Ensure insertedIds contain ids from all batches #850

jyemin · 2022-01-06T13:28:50Z

The previous code was incorrect because it was comparing absolute write indexes
with indexes that are relative to the current batch. This patch avoids that
by using the insertedId map from SplittablePayload directly, which already
contains absolute write indexes.

JAVA-4436

The previous code was incorrect because it was comparing absolute write indexes with indexes that are relative to the current batch. This patch avoids that by using the insertedId map from SplittablePayload directly, which already contains absolute write indexes. JAVA-4436

jyemin · 2022-01-06T13:32:37Z

driver-core/src/main/com/mongodb/internal/operation/BulkWriteBatch.java

@@ -282,21 +281,11 @@ private BulkWriteResult getBulkWriteResult(final BsonDocument result) {
    }

    private List<BulkWriteInsert> getInsertedItems(final BsonDocument result) {
-        if (payload.getPayloadType() == SplittablePayload.Type.INSERT) {


I removed the conditional just to simplify the code. If the payload type is anything but INSERT, then payload.getInsertedIds will be empty anyway.

jyemin · 2022-01-06T13:33:13Z

driver-core/src/main/com/mongodb/internal/operation/BulkWriteBatch.java

-        if (payload.getPayloadType() == SplittablePayload.Type.INSERT) {
-
-            Stream<WriteRequestWithIndex> writeRequests = payload.getWriteRequestWithIndexes().stream();
-            List<Integer> writeErrors = getWriteErrors(result).stream().map(BulkWriteError::getIndex).collect(Collectors.toList());


Changed this to a Set to make the contains check more efficient.

jyemin · 2022-01-06T13:34:06Z

driver-core/src/main/com/mongodb/internal/operation/BulkWriteBatch.java

-
-            Stream<WriteRequestWithIndex> writeRequests = payload.getWriteRequestWithIndexes().stream();
-            List<Integer> writeErrors = getWriteErrors(result).stream().map(BulkWriteError::getIndex).collect(Collectors.toList());
-            if (!writeErrors.isEmpty()) {


Removed this conditional, as it seems an unnecessary optimization. The contains check will be fast enough on any empty set.

jyemin · 2022-01-06T13:35:53Z

driver-core/src/main/com/mongodb/internal/operation/BulkWriteBatch.java

-        }
-        return Collections.emptyList();
+        Set<Integer> writeErrors = getWriteErrors(result).stream().map(BulkWriteError::getIndex).collect(Collectors.toSet());
+        return payload.getInsertedIds().entrySet().stream()
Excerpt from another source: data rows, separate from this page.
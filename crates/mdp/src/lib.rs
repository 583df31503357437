//! # Dungeon MDP - Tensors and Exact Solvers
//!
//! Turns a [`dungeon_core::GridMap`] into a finite Markov decision process
//! and solves it.
//!
//! ## Core Concepts
//!
//! - **Stationary chain**: What entering an ordinary cell does to the
//!   adventurer (items, fights, traps, walls, cracks)
//! - **Recursive resolver**: Portals and moving platforms flattened into a
//!   single landing distribution by fixed-point iteration
//! - **Transition tensor**: `T[s][a][s']`, built per destination cell and
//!   scattered back along reversed directions
//! - **Reward tensor**: `R[s][a]`, paid only on certain transitions
//! - **Solvers**: Value iteration and exact policy iteration
//!
//! ## Example
//!
//! ```rust
//! use dungeon_core::GridMap;
//! use dungeon_mdp::{Method, Planner, PlannerConfig};
//!
//! // treasure key
//! // sword    start
//! let grid = GridMap::parse("2,2\ngihb").unwrap();
//! let mut planner = Planner::new(grid, PlannerConfig::default()).unwrap();
//! let solution = planner.solve(Method::ValueIteration).unwrap();
//! assert!(solution.converged());
//! ```

pub mod config;
pub mod error;
pub mod planner;
pub mod resolver;
pub mod reward;
pub mod solver;
pub mod stationary;
pub mod transition;

pub use config::{ChainConfig, PlannerConfig, ResolverConfig, SolverConfig, TrapOdds};
pub use error::MdpError;
pub use planner::Planner;
pub use resolver::RecursiveResolver;
pub use reward::{
    build_rewards, RewardTensor, DEATH_REWARD, KEY_REWARD, TREASURE_REWARD, WIN_REWARD,
};
pub use solver::{MdpSolver, Method, Solution, Termination};
pub use stationary::StationaryChain;
pub use transition::{TransitionBuilder, TransitionTensor};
It's safe to use SplittablePayload`s insertedIds map directly, since it will only contain the ids from the previously inserted batch.

So much neater and easier to read.

jyemin · 2022-01-06T13:37:07Z

driver-core/src/test/unit/com/mongodb/internal/operation/BulkWriteBatchSpecification.groovy

@@ -228,23 +229,71 @@ class BulkWriteBatchSpecification extends Specification {
        !bulkWriteBatch.hasAnotherBatch()
    }

-    def 'should only map inserts up to the payload position'() {
+    def 'should map all inserted ids'() {


I might have made this test more complicated that it needs to be, as I changed it first just to reproduce the bug, but before I settled on the simplified approach in BulkWriteBatch

jyemin · 2022-01-06T13:37:14Z

driver-core/src/test/unit/com/mongodb/internal/operation/BulkWriteBatchSpecification.groovy

+                                               new BulkWriteInsert(2, new BsonInt32(2))]
+    }
+
+    def 'should not map inserted id with a write error'() {


There wasn't a test for this so added one.

rozza

Much easier to read now.

I think you mentioned checking upsertedIds as well - does anything need happen with them?

rozza · 2022-01-06T14:33:34Z

driver-core/src/main/com/mongodb/internal/operation/BulkWriteBatch.java

-        }
-        return Collections.emptyList();
+        Set<Integer> writeErrors = getWriteErrors(result).stream().map(BulkWriteError::getIndex).collect(Collectors.toSet());
+        return payload.getInsertedIds().entrySet().stream()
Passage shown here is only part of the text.